Whether it’s tracking brain activity in the operating room, seismic vibrations during an earthquake, or biodiversity in a single ecosystem over a million years, measuring the frequency of an occurrence over a period of time is a fundamental data analysis task that yields critical insight in many scientific fields. But when it comes to analyzing these time series data, researchers are limited to looking at pieces of the data at a time to assemble the big picture, instead of being able to look at the big picture all at once.
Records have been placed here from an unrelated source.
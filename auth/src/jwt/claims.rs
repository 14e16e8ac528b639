use std::fmt;

use chrono::Duration;
use chrono::Utc;
use serde::Deserialize;
use serde::Serialize;

/// Access token validity window in seconds (15 minutes).
pub const ACCESS_TOKEN_TTL_SECS: i64 = 15 * 60;

/// Refresh token validity window in seconds (7 days).
pub const REFRESH_TOKEN_TTL_SECS: i64 = 7 * 24 * 60 * 60;

/// The two kinds of session token this service issues.
///
/// A token is only accepted in the consumption context matching its type:
/// a refresh token is never valid where an access token is required, and
/// vice versa.
#[derive(Debug, Clone, Copy, PartialEq, Eq, Serialize, Deserialize)]
#[serde(rename_all = "lowercase")]
pub enum TokenType {
    Access,
    Refresh,
}

impl TokenType {
    pub fn as_str(&self) -> &'static str {
        match self {
            TokenType::Access => "access",
            TokenType::Refresh => "refresh",
        }
    }
}

impl fmt::Display for TokenType {
    fn fmt(&self, f: &mut fmt::Formatter<'_>) -> fmt::Result {
        f.write_str(self.as_str())
    }
}

/// Session claims embedded in a signed token.
///
/// Wire shape: `{"user_id": ..., "email": ..., "type": "access"|"refresh",
/// "iat": ..., "exp": ...}`. Claims are never persisted; token validity is
/// a pure function of the signature and the embedded timestamps.
#[derive(Debug, Clone, PartialEq, Serialize, Deserialize)]
pub struct Claims {
    pub user_id: i64,
    pub email: String,

    #[serde(rename = "type")]
    pub token_type: TokenType,

    /// Issued at (Unix timestamp)
    pub iat: i64,

    /// Expiration time (Unix timestamp)
    pub exp: i64,
}

impl Claims {
    /// Claims for a short-lived access token, valid for 15 minutes.
    pub fn access(user_id: i64, email: &str) -> Self {
        Self::with_ttl(user_id, email, TokenType::Access, ACCESS_TOKEN_TTL_SECS)
    }

    /// Claims for a long-lived refresh token, valid for 7 days.
    pub fn refresh(user_id: i64, email: &str) -> Self {
        Self::with_ttl(user_id, email, TokenType::Refresh, REFRESH_TOKEN_TTL_SECS)
    }

    fn with_ttl(user_id: i64, email: &str, token_type: TokenType, ttl_secs: i64) -> Self {
        let now = Utc::now();
        let expiration = now + Duration::seconds(ttl_secs);

        Self {
            user_id,
            email: email.to_string(),
            token_type,
            iat: now.timestamp(),
            exp: expiration.timestamp(),
        }
    }

    /// Check if the claims are expired at the given Unix timestamp.
    pub fn is_expired(&self, current_timestamp: i64) -> bool {
        self.exp < current_timestamp
    }
}

#[cfg(test)]
mod tests {
    use super::*;

    #[test]
    fn test_access_claims_window() {
        let claims = Claims::access(42, "alice@example.com");

        assert_eq!(claims.user_id, 42);
        assert_eq!(claims.email, "alice@example.com");
        assert_eq!(claims.token_type, TokenType::Access);
        assert_eq!(claims.exp - claims.iat, ACCESS_TOKEN_TTL_SECS);
    }

    #[test]
    fn test_refresh_claims_window() {
        let claims = Claims::refresh(42, "alice@example.com");

        assert_eq!(claims.token_type, TokenType::Refresh);
        assert_eq!(claims.exp - claims.iat, REFRESH_TOKEN_TTL_SECS);
    }

    #[test]
    fn test_wire_shape() {
        let claims = Claims::access(7, "bob@example.com");
        let json = serde_json::to_value(&claims).expect("Failed to serialize claims");

        assert_eq!(json["user_id"], 7);
        assert_eq!(json["email"], "bob@example.com");
        assert_eq!(json["type"], "access");
        assert!(json["iat"].is_i64());
        assert!(json["exp"].is_i64());
    }

    #[test]
    fn test_is_expired() {
        let mut claims = Claims::access(1, "a@example.com");
        claims.exp = 1000;

        assert!(!claims.is_expired(999));
        assert!(!claims.is_expired(1000));
        assert!(claims.is_expired(1001));
    }
}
In a new study, MIT researchers have developed a novel approach to analyzing time series data sets using a new algorithm, termed state-space multitaper time-frequency analysis (SS-MT). SS-MT provides a framework to analyze time series data in real-time, enabling researchers to work in a more informed way with large sets of data that are nonstationary, i.e. when their characteristics evolve over time. It allows researchers to not only quantify the shifting properties of data but also make formal statistical comparisons between arbitrary segments of the data.
“The algorithm functions similarly to the way a GPS calculates your route when driving. If you stray away from your predicted route, the GPS triggers the recalculation to incorporate the new information,” says Emery Brown, the Edward Hood Taplin Professor of Medical Engineering and Computational Neuroscience, a member of the Picower Institute for Learning and Memory, associate director of the Institute for Medical Engineering and Science, and senior author on the study.
“This allows you to use what you have already computed to get a more accurate estimate of what you’re about to compute in the next time period,” Brown says. “Current approaches to analyses of long, nonstationary time series ignore what you have already calculated in the previous interval leading to an enormous information loss.”
In the study, Brown and his colleagues combined the strengths of two existing statistical analysis paradigms: state-space modeling and multitaper methods. State-space modeling is a flexible paradigm, which has been broadly applied to analyze data whose characteristics evolve over time. Examples include GPS, tracking learning, and performing speech recognition. Multitaper methods are optimal for computing spectra on a finite interval. When combined, the two methods bring together the local optimality properties of the multitaper approach with the ability to combine information across intervals with the state-space framework to produce an analysis paradigm that provides increased frequency resolution, increased noise reduction and formal statistical inference.
To test the SS-MT algorithm, Brown and colleagues first analyzed electroencephalogram (EEG) recordings measuring brain activity from patients receiving general anesthesia for surgery. The SS-MT algorithm provided a highly denoised spectrogram characterizing the changes in power across frequencies over time. In a second example, they used the SS-MT’s inference paradigm to compare different levels of unconsciousness in terms of the differences in the spectral properties of these behavioral states.
“The SS-MT analysis produces cleaner, sharper spectrograms,” says Brown. “The more background noise we can remove from a spectrogram, the easier it is to carry out formal statistical analyses.”
Going forward, Brown and his team will use this method to investigate in detail the nature of the brain’s dynamics under general anesthesia. He further notes that the algorithm could find broad use in other applications of time-series analyses.
“Spectrogram estimation is a standard analytic technique applied commonly in a number of problems such as analyzing solar variations, seismic activity, stock market activity, neuronal dynamics and many other types of time series,” says Brown. “As use of sensor and recording technologies becomes more prevalent, we will need better, more efficient ways to process data in real time. Therefore, we anticipate that the SS-MT algorithm could find many new areas of application.”
Seong-Eun Kim, Michael K. Behr, and Demba E. Ba are lead authors of the paper, which was published online the week of Dec. 18 in Proceedings of the National Academy of Sciences PLUS. This work was partially supported by a National Research Foundation of Korea Grant, Guggenheim Fellowships in Applied Mathematics, the National Institutes of Health including NIH Transformative Research Awards, funds from Massachusetts General Hospital, and funds from the Picower Institute for Learning and Memory.